Свести воедино, создать свод правил походки. Иными словами, изложить ряд аксиом для спокойствия немощных и ленивых умов, дабы избавить их от труда размышлять и, явив им некоторые ясные принципы, помочь управлять своими движениями. Изучая этот свод правил, люди просвещенные, так же как и сторонники системы совершенствования[175], получили бы возможность выглядеть любезными, изящными, утонченными, хорошо воспитанными, светскими, милыми, образованными, герцогами, маркизами и графами, вместо того чтобы выглядеть заурядными, глупыми, скучными, педантичными, подлыми, каменщиками короля Филиппа или баронами Империи. А разве это не самое важное для нации, девиз которой: «Все напоказ»?

Если бы я мог проникнуть в глубины сознания неподкупного журналиста, философа-эклектика, добродетельного бакалейщика, милейшего профессора[176], старого торговца тканями, знаменитого бумагопромышленника, которых Луи-Филипп, словно в насмешку, сделал недавно пэрами Франции, я уверен, что прочел бы там их заветное желание, написанное золотыми буквами:

Хочу иметь я благородный вид![177]

Они станут оправдываться, отпираться, они скажут: «Мне это не нужно! Мне это все равно! Я журналист (философ, бакалейщик, профессор, торговец тканями, бумагопромышленник)». Не верьте им! Раз уж они стали пэрами Франции, они хотят быть достойными пэрами Франции; но если они пэры Франции в постели, за столом, в Палате, в Бюллетене законов, в Тюильри, на фамильных портретах, то когда они идут по бульвару, их никак невозможно принять за пэров Франции. На улице эти господа вновь становятся Толстяками Жанами, как прежде. Наблюдатель даже не задает себе вопроса, кто они; меж тем, если на прогулку выходят господин герцог де Лаваль, господин де Ламартин или господин герцог де Роган[178], их сан ни у кого не вызывает сомнений; и я не советовал бы первым идти следом за последними.

Я бы не хотел задевать ничьего самолюбия.
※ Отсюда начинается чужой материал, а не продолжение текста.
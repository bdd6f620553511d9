//! Logger.
//!
//! `LogRecord` mirrors the packed wire struct: emitter metadata,
//! consumer metadata, then a message filling the remainder of the
//! dataport. Console/filesystem sinks are named Out-Of-Scope collaborators
//! in this module, so only the `ObserverChain` contract plus a couple of
//! test/embedding sinks ship here; a real sink lives in the ambient stack
//! (crate-level `tracing` diagnostics are a separate concern entirely).

use crate::dataport::DEFAULT_DATAPORT_SIZE;
use crate::error::{CoreError, ErrorCode, Result};
use std::sync::Mutex;

/// Emitter-side metadata size: filter level (1 B) + reserved (1 B).
const EMITTER_META_LEN: usize = 2;
/// Consumer-side metadata size: timestamp (8 B) + emitter id (4 B) + name
/// (13 chars + NUL, 14 B) + consumer filter level (1 B).
const CONSUMER_META_LEN: usize = 8 + 4 + 14 + 1;
/// Maximum emitter name length, NUL-terminated within 14 bytes.
pub const MAX_EMITTER_NAME_LEN: usize = 13;

/// Message capacity for the default dataport size, after both metadata
/// blocks. A static assertion below pins this to the exact layout
/// so a change to either metadata block size is caught at compile time.
pub const MESSAGE_CAPACITY: usize = DEFAULT_DATAPORT_SIZE - EMITTER_META_LEN - CONSUMER_META_LEN;

const _: () = assert!(EMITTER_META_LEN + CONSUMER_META_LEN + MESSAGE_CAPACITY == DEFAULT_DATAPORT_SIZE);

#[derive(Clone, Copy, Debug, PartialEq, Eq, PartialOrd, Ord)]
pub enum LogLevel {
    Error,
    Warn,
    Info,
    Debug,
    Trace,
}

/// One log record as it crosses the dataport: emitter metadata, consumer
/// metadata, then the message bytes. Field order is part of the wire
/// layout.
pub struct LogRecord {
    pub emitter_filter_level: LogLevel,
    pub timestamp_ns: u64,
    pub emitter_id: u32,
    pub emitter_name: String,
    pub consumer_filter_level: LogLevel,
    pub message: Vec<u8>,
}

impl LogRecord {
    pub fn encoded_len(&self) -> usize {
        EMITTER_META_LEN + CONSUMER_META_LEN + self.message.len()
    }
}

/// Sink interface an [`ObserverChain`] drives after the consumer applies
/// its own filter. Implementations must not block indefinitely.
pub trait LogObserver: Send + Sync {
    fn notify(&self, record: &LogRecord);
}

/// Discards every record. Useful as a default/no-op sink.
pub struct NullObserver;
impl LogObserver for NullObserver {
    fn notify(&self, _record: &LogRecord) {}
}

/// Collects records in memory, for tests and embedders that want to
/// inspect what was logged without standing up a real sink.
#[derive(Default)]
pub struct InMemoryObserver {
    records: Mutex<Vec<(LogLevel, String, String)>>,
}

impl InMemoryObserver {
    pub fn new() -> Self {
        Self::default()
    }

    pub fn snapshot(&self) -> Vec<(LogLevel, String, String)> {
        self.records.lock().unwrap().clone()
    }
}

impl LogObserver for InMemoryObserver {
    fn notify(&self, record: &LogRecord) {
        let message = String::from_utf8_lossy(&record.message).into_owned();
        self.records
            .lock()
            .unwrap()
            .push((record.consumer_filter_level, record.emitter_name.clone(), message));
    }
}

/// Ordered set of sinks a `Consumer` notifies after filtering.
#[derive(Default)]
pub struct ObserverChain {
    observers: Vec<std::sync::Arc<dyn LogObserver>>,
}

impl ObserverChain {
    pub fn new() -> Self {
        Self::default()
    }

    pub fn attach(&mut self, observer: std::sync::Arc<dyn LogObserver>) {
        self.observers.push(observer);
    }

    pub fn detach_all(&mut self) {
        self.observers.clear();
    }

    pub fn notify(&self, record: &LogRecord) {
        for observer in &self.observers {
            observer.notify(record);
        }
    }
}

/// One emitter's view of the shared dataport. `emit`
/// fills the emitter-metadata half, zeroes the consumer-reserved region,
/// copies the message, and signals the consumer — modeled here as a direct
/// call since the handoff mechanism (semaphore/notification) is out of
/// scope.
pub struct Emitter {
    pub filter_level: LogLevel,
    pub name: String,
    pub id: u32,
}

impl Emitter {
    pub fn new(filter_level: LogLevel, name: String, id: u32) -> Result<Self> {
        if name.len() > MAX_EMITTER_NAME_LEN {
            return Err(CoreError::invalid_parameter(format!(
                "emitter name must be at most {MAX_EMITTER_NAME_LEN} characters"
            )));
        }
        Ok(Self { filter_level, name, id })
    }

    /// Construct a record for `message` at `level`, rejecting input that
    /// would not fit the default dataport's message capacity.
    pub fn emit(&self, consumer: &Consumer, level: LogLevel, timestamp_ns: u64, message: &[u8]) -> Result<()> {
        if level > self.filter_level {
            return Ok(()); // below this emitter's own filter threshold
        }
        if message.len() > MESSAGE_CAPACITY {
            return Err(CoreError::insufficient_space("log message exceeds the dataport's message capacity"));
        }
        let record = LogRecord {
            emitter_filter_level: self.filter_level,
            timestamp_ns,
            emitter_id: self.id,
            emitter_name: self.name.clone(),
            consumer_filter_level: consumer.filter_level,
            message: message.to_vec(),
        };
        consumer.accept(record);
        Ok(())
    }
}

/// Consumer side: applies its own filter, then drives the observer chain.
pub struct Consumer {
    pub filter_level: LogLevel,
    chain: ObserverChain,
}

impl Consumer {
    pub fn new(filter_level: LogLevel, chain: ObserverChain) -> Self {
        Self { filter_level, chain }
    }

    fn accept(&self, record: LogRecord) {
        if record.consumer_filter_level <= self.filter_level {
            self.chain.notify(&record);
        }
    }
}

#[cfg(test)]
mod tests {
    use super::*;
    use std::sync::Arc;

    #[test]
    fn emit_below_emitter_filter_is_dropped_silently() {
        let observer = Arc::new(InMemoryObserver::new());
        let mut chain = ObserverChain::new();
        chain.attach(observer.clone());
        let consumer = Consumer::new(LogLevel::Trace, chain);
        let emitter = Emitter::new(LogLevel::Error, "svc".to_string(), 1).unwrap();
        emitter.emit(&consumer, LogLevel::Debug, 0, b"noisy").unwrap();
        assert!(observer.snapshot().is_empty());
    }

    #[test]
    fn emit_within_filter_reaches_observer() {
        let observer = Arc::new(InMemoryObserver::new());
        let mut chain = ObserverChain::new();
        chain.attach(observer.clone());
        let consumer = Consumer::new(LogLevel::Info, chain);
        let emitter = Emitter::new(LogLevel::Info, "svc".to_string(), 1).unwrap();
        emitter.emit(&consumer, LogLevel::Info, 42, b"hello").unwrap();
        let snapshot = observer.snapshot();
        assert_eq!(snapshot.len(), 1);
        assert_eq!(snapshot[0].2, "hello");
    }

    #[test]
    fn message_capacity_matches_dataport_layout() {
        assert_eq!(
            EMITTER_META_LEN + CONSUMER_META_LEN + MESSAGE_CAPACITY,
            DEFAULT_DATAPORT_SIZE
        );
    }

    #[test]
    fn name_too_long_is_rejected() {
        let err = Emitter::new(LogLevel::Info, "way-too-long-emitter-name".to_string(), 1).unwrap_err();
        assert_eq!(err.code(), ErrorCode::InvalidParameter);
    }
}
Если я ненароком затронул кого-то из новых пэров, чье возведение в сан патриция я не одобряю, но уважаю знания, талант, личные достоинства, честность, ибо прекрасно понимаю, что первый имел право продавать свою газету, а последний — свою бумагу дороже, чем они им стоили, я полагаю, что могу пролить бальзам на эту царапину, заметив им, что вынужден черпать свои примеры в высших сферах, дабы убедить доброжелательные умы в важности этой теории.
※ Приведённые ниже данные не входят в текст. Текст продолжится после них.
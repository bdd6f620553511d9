//! Property-based checks for the quantified invariants that the
//! hand-picked unit tests elsewhere only sample a few points of: the
//! dataport capacity gate, and digest determinism under arbitrary input
//! chunking.

use proptest::prelude::*;

use trentos_core::crypto::digest::{Digest, DigestAlgorithm};
use trentos_core::dataport::{check_capacity, read_bulk_output, write_bulk_input, OutLen, SharedMemoryDataport};

proptest! {
    /// `check_capacity` succeeds iff the declared length does not exceed the
    /// dataport's size, for every size/length pair, not just the boundary
    /// cases exercised in `dataport::tests`.
    #[test]
    fn check_capacity_accepts_iff_declared_len_fits(
        dataport_size in 0usize..4096,
        declared_len in 0usize..8192,
    ) {
        let result = check_capacity(dataport_size, declared_len);
        prop_assert_eq!(result.is_ok(), declared_len <= dataport_size);
    }

    /// Writing a bulk input that fits and reading it back through an
    /// `OutLen` sized to match always recovers the exact bytes written.
    #[test]
    fn bulk_input_round_trips_through_a_dataport(
        size in 1usize..256,
        data in prop::collection::vec(any::<u8>(), 0..256),
    ) {
        prop_assume!(data.len() <= size);
        let mut port = SharedMemoryDataport::new(size);
        write_bulk_input(&mut port, &data).unwrap();

        let mut out_len = OutLen::with_capacity(size);
        out_len.set_produced(data.len());
        let recovered = read_bulk_output(&port, &out_len).unwrap();
        prop_assert_eq!(recovered, data);
    }

    /// SHA-256 of a message does not depend on how the message is split
    /// across `process` calls.
    #[test]
    fn sha256_is_independent_of_how_input_is_chunked(
        first in prop::collection::vec(any::<u8>(), 0..64),
        second in prop::collection::vec(any::<u8>(), 0..64),
    ) {
        let mut combined = first.clone();
        combined.extend_from_slice(&second);

        let mut whole = Digest::new(DigestAlgorithm::Sha256);
        whole.process(&combined).unwrap();
        let whole_digest = whole.finalize().unwrap();

        let mut chunked = Digest::new(DigestAlgorithm::Sha256);
        chunked.process(&first).unwrap();
        chunked.process(&second).unwrap();
        let chunked_digest = chunked.finalize().unwrap();

        prop_assert_eq!(whole_digest, chunked_digest);
    }
}
//! Library implementation of the TRENTOS-M public API surface: a
//! capability/handle dispatch core plus the subsystems reached through
//! it — crypto, keystore, TLS, certificate parsing, sockets, filesystem,
//! logging, timers, and configuration.
//!
//! Every subsystem follows the same shape: a `Context` struct owning one or
//! more handle tables, constructed with an explicit [`handle::RoutingMode`]
//! and any backend dependencies it needs injected (entropy source, block
//! device, socket backend, stream factory, config source). Handles are
//! opaque newtypes; objects reached through them are freed explicitly, with
//! secret-bearing ones zeroized on drop.

pub mod cert;
pub mod config;
pub mod context;
pub mod crypto;
pub mod dataport;
pub mod entropy;
pub mod error;
pub mod fs;
pub mod handle;
pub mod keystore;
pub mod logger;
pub mod socket;
pub mod timer;
pub mod tls;

pub use error::{CoreError, ErrorCode, ErrorKind, Result};
pub use handle::{Attributes, Backend, Handle, HandleTable, Proxy, RoutingMode};
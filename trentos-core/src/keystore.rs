//! Keystore: persists key material to a
//! caller-supplied byte stream, wrapping/unwrapping through the Crypto
//! Core's cipher state machine. The persistence backend is injected as a
//! [`StreamFactory`], so this crate never opens a file or socket itself.

use crate::context::ContextCore;
use crate::crypto::cipher::{Cipher, CipherAlgorithm, Direction};
use crate::crypto::key::Key;
use crate::error::{CoreError, ErrorCode, Result};
use crate::handle::RoutingMode;
use std::collections::HashMap;
use std::io::{Read, Write};
use std::sync::{Arc, Mutex};

/// A writable handle to one named entry in the backing store.
pub trait WriteStream: Write + Send {}
impl<T: Write + Send> WriteStream for T {}

/// A readable handle to one named entry in the backing store.
pub trait ReadStream: Read + Send {}
impl<T: Read + Send> ReadStream for T {}

/// Pluggable persistence backend for the keystore. Real
/// implementations might back onto the Filesystem module of this same
/// crate, or onto a raw partition — both are the caller's choice, not
/// this module's concern.
pub trait StreamFactory: Send + Sync {
    fn open_write(&self, name: &str) -> Result<Box<dyn WriteStream>>;
    fn open_read(&self, name: &str) -> Result<Box<dyn ReadStream>>;
    fn delete(&self, name: &str) -> Result<()>;
    fn exists(&self, name: &str) -> bool;
}

/// In-memory [`StreamFactory`] for tests and for embedders that want a
/// keystore without touching real storage. Cheaply cloneable: the backing
/// map is reference-counted, so a write stream can own its own handle onto
/// it without borrowing from the factory.
#[derive(Default, Clone)]
pub struct MemoryStreamFactory {
    entries: Arc<Mutex<HashMap<String, Vec<u8>>>>,
}

struct MemoryWriteStream {
    entries: Arc<Mutex<HashMap<String, Vec<u8>>>>,
    name: String,
    buffer: Vec<u8>,
}

impl Write for MemoryWriteStream {
    fn write(&mut self, buf: &[u8]) -> std::io::Result<usize> {
        self.buffer.extend_from_slice(buf);
        Ok(buf.len())
    }

    fn flush(&mut self) -> std::io::Result<()> {
        self.entries.lock().unwrap().insert(self.name.clone(), self.buffer.clone());
        Ok(())
    }
}

impl Drop for MemoryWriteStream {
    fn drop(&mut self) {
        let _ = self.flush();
    }
}

impl MemoryStreamFactory {
    pub fn new() -> Self {
        Self::default()
    }
}

impl StreamFactory for MemoryStreamFactory {
    fn open_write(&self, name: &str) -> Result<Box<dyn WriteStream>> {
        Ok(Box::new(MemoryWriteStream {
            entries: Arc::clone(&self.entries),
            name: name.to_string(),
            buffer: Vec::new(),
        }))
    }

    fn open_read(&self, name: &str) -> Result<Box<dyn ReadStream>> {
        let data = self
            .entries
            .lock()
            .unwrap()
            .get(name)
            .cloned()
            .ok_or_else(|| CoreError::new(ErrorCode::NotFound, format!("no keystore entry named '{name}'")))?;
        Ok(Box::new(std::io::Cursor::new(data)))
    }

    fn delete(&self, name: &str) -> Result<()> {
        self.entries
            .lock()
            .unwrap()
            .remove(name)
            .map(|_| ())
            .ok_or_else(|| CoreError::new(ErrorCode::NotFound, format!("no keystore entry named '{name}'")))
    }

    fn exists(&self, name: &str) -> bool {
        self.entries.lock().unwrap().contains_key(name)
    }
}

/// A keystore bound to one [`StreamFactory`].
pub struct KeystoreContext {
    core: ContextCore,
    backend: Box<dyn StreamFactory>,
}

impl KeystoreContext {
    pub fn new(routing_mode: RoutingMode, backend: Box<dyn StreamFactory>) -> Self {
        Self {
            core: ContextCore::new("keystore", routing_mode),
            backend,
        }
    }

    pub fn destroy(&self) -> Result<()> {
        self.core.destroy()
    }

    /// Serialize and persist `key` under `name`, optionally wrapping it with
    /// `wrap_cipher`/`wrap_key` first. Fails `Exists` if `name` is already
    /// present — overwrite requires an explicit `delete` first.
    pub fn store(&self, name: &str, key: &Key, wrap: Option<(&Key, &[u8])>) -> Result<()> {
        self.core.check_live()?;
        if self.backend.exists(name) {
            return Err(CoreError::new(ErrorCode::Exists, format!("keystore entry '{name}' already exists")));
        }
        let plain = crate::crypto::key::export(key, true, None)?;
        let payload = match wrap {
            Some((wrap_key, iv)) => wrap_bytes(wrap_key, iv, &plain)?,
            None => plain,
        };
        let mut stream = self.backend.open_write(name)?;
        stream
            .write_all(&payload)
            .map_err(|e| CoreError::new(ErrorCode::FsWriteFailed, "keystore write failed").with_cause(e))?;
        Ok(())
    }

    /// Load raw key bytes previously stored under `name`, unwrapping if
    /// `unwrap` is supplied. Returns the decrypted/plain bytes; the caller
    /// re-imports them via the Crypto Core as the appropriate key type.
    pub fn load(&self, name: &str, unwrap: Option<(&Key, &[u8], &[u8])>) -> Result<Vec<u8>> {
        self.core.check_live()?;
        let mut stream = self.backend.open_read(name)?;
        let mut payload = Vec::new();
        stream
            .read_to_end(&mut payload)
            .map_err(|e| CoreError::new(ErrorCode::FsReadFailed, "keystore read failed").with_cause(e))?;
        match unwrap {
            Some((unwrap_key, iv, tag)) => unwrap_bytes(unwrap_key, iv, tag, &payload),
            None => Ok(payload),
        }
    }

    pub fn delete(&self, name: &str) -> Result<()> {
        self.core.check_live()?;
        self.backend.delete(name)
    }

    /// Copy the entry named `name` from `self` into `dest` under the same
    /// name, without altering wrapping.
    pub fn copy(&self, name: &str, dest: &KeystoreContext) -> Result<()> {
        self.core.check_live()?;
        dest.core.check_live()?;
        let raw = self.load(name, None)?;
        if dest.backend.exists(name) {
            return Err(CoreError::new(ErrorCode::Exists, format!("destination already has an entry named '{name}'")));
        }
        let mut stream = dest.backend.open_write(name)?;
        stream
            .write_all(&raw)
            .map_err(|e| CoreError::new(ErrorCode::FsWriteFailed, "keystore write failed").with_cause(e))?;
        Ok(())
    }

    /// Move an entry between keystores (named `move_key` since `move` is a
    /// keyword). Implemented as copy-then-delete: if the source delete
    /// fails after a successful copy, the destination write is rolled back
    /// so the entry does not end up duplicated.
    pub fn move_key(&self, name: &str, dest: &KeystoreContext) -> Result<()> {
        self.copy(name, dest)?;
        if let Err(delete_err) = self.delete(name) {
            let _ = dest.delete(name);
            return Err(delete_err);
        }
        Ok(())
    }
}

fn wrap_bytes(wrap_key: &Key, iv: &[u8], plain: &[u8]) -> Result<Vec<u8>> {
    let mut cipher = Cipher::new(CipherAlgorithm::AesGcm, Direction::Encrypt, wrap_key, iv)?;
    cipher.start()?;
    cipher.process(plain)?;
    cipher.finalize_encrypt()
}

fn unwrap_bytes(unwrap_key: &Key, iv: &[u8], tag: &[u8], payload: &[u8]) -> Result<Vec<u8>> {
    let mut cipher = Cipher::new(CipherAlgorithm::AesGcm, Direction::Decrypt, unwrap_key, iv)?;
    cipher.start()?;
    cipher.process(payload)?;
    cipher.finalize_decrypt(Some(tag))
}

#[cfg(test)]
mod tests {
    use super::*;
    use crate::crypto::key::KeyBytes;

    #[test]
    fn store_then_load_round_trips() {
        let ks = KeystoreContext::new(RoutingMode::Library, Box::new(MemoryStreamFactory::new()));
        let key = Key::Aes(KeyBytes::from_slice(&[9u8; 16]).unwrap());
        ks.store("my-key", &key, None).unwrap();
        let loaded = ks.load("my-key", None).unwrap();
        assert_eq!(loaded, vec![9u8; 16]);
    }

    #[test]
    fn storing_over_existing_entry_is_rejected() {
        let ks = KeystoreContext::new(RoutingMode::Library, Box::new(MemoryStreamFactory::new()));
        let key = Key::Aes(KeyBytes::from_slice(&[1u8; 16]).unwrap());
        ks.store("dup", &key, None).unwrap();
        let err = ks.store("dup", &key, None).unwrap_err();
        assert_eq!(err.code(), ErrorCode::Exists);
    }

    #[test]
    fn move_key_removes_from_source_and_adds_to_destination() {
        let src = KeystoreContext::new(RoutingMode::Library, Box::new(MemoryStreamFactory::new()));
        let dst = KeystoreContext::new(RoutingMode::Library, Box::new(MemoryStreamFactory::new()));
        let key = Key::Aes(KeyBytes::from_slice(&[3u8; 16]).unwrap());
        src.store("shared", &key, None).unwrap();
        src.move_key("shared", &dst).unwrap();
        assert!(src.load("shared", None).is_err());
        assert_eq!(dst.load("shared", None).unwrap(), vec![3u8; 16]);
    }
}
И правда, я был ошеломлен наблюдениями, которые сделал на Гентском бульваре, и поражен, увидев, что движения так резко окрашены; отсюда первый афоризм:

I. Походка — лицо тела.

Разве не страшно подумать, что серьезный исследователь может разглядеть пороки, угрызения совести, болезнь, наблюдая за движениями человека? Как красноречивы эти непосредственные проявления воли, бесхитростно запечатленные в жестах! Резкие или плавные наклоны головы и тела; судорожные, как у телеграфного аппарата, движения, которые мы безотчетно совершаем; углы и дуги, которые описывают наши члены, проникнуты нашей волей и пугающе значительны. Это больше, чем слово, это мысль в действии. Самое простое движение, невольное дрожание губ может стать развязкой ужасной драмы, которая долго таилась в двух сердцах. Отсюда другой афоризм:

II. Взгляд, голос, дыхание, походка равно выразительны; но поскольку человек не в силах уследить за всеми четырьмя различными и одновременными выражениями своей мысли, ищите то, что говорит правду, и тогда вы узнаете все о человеке.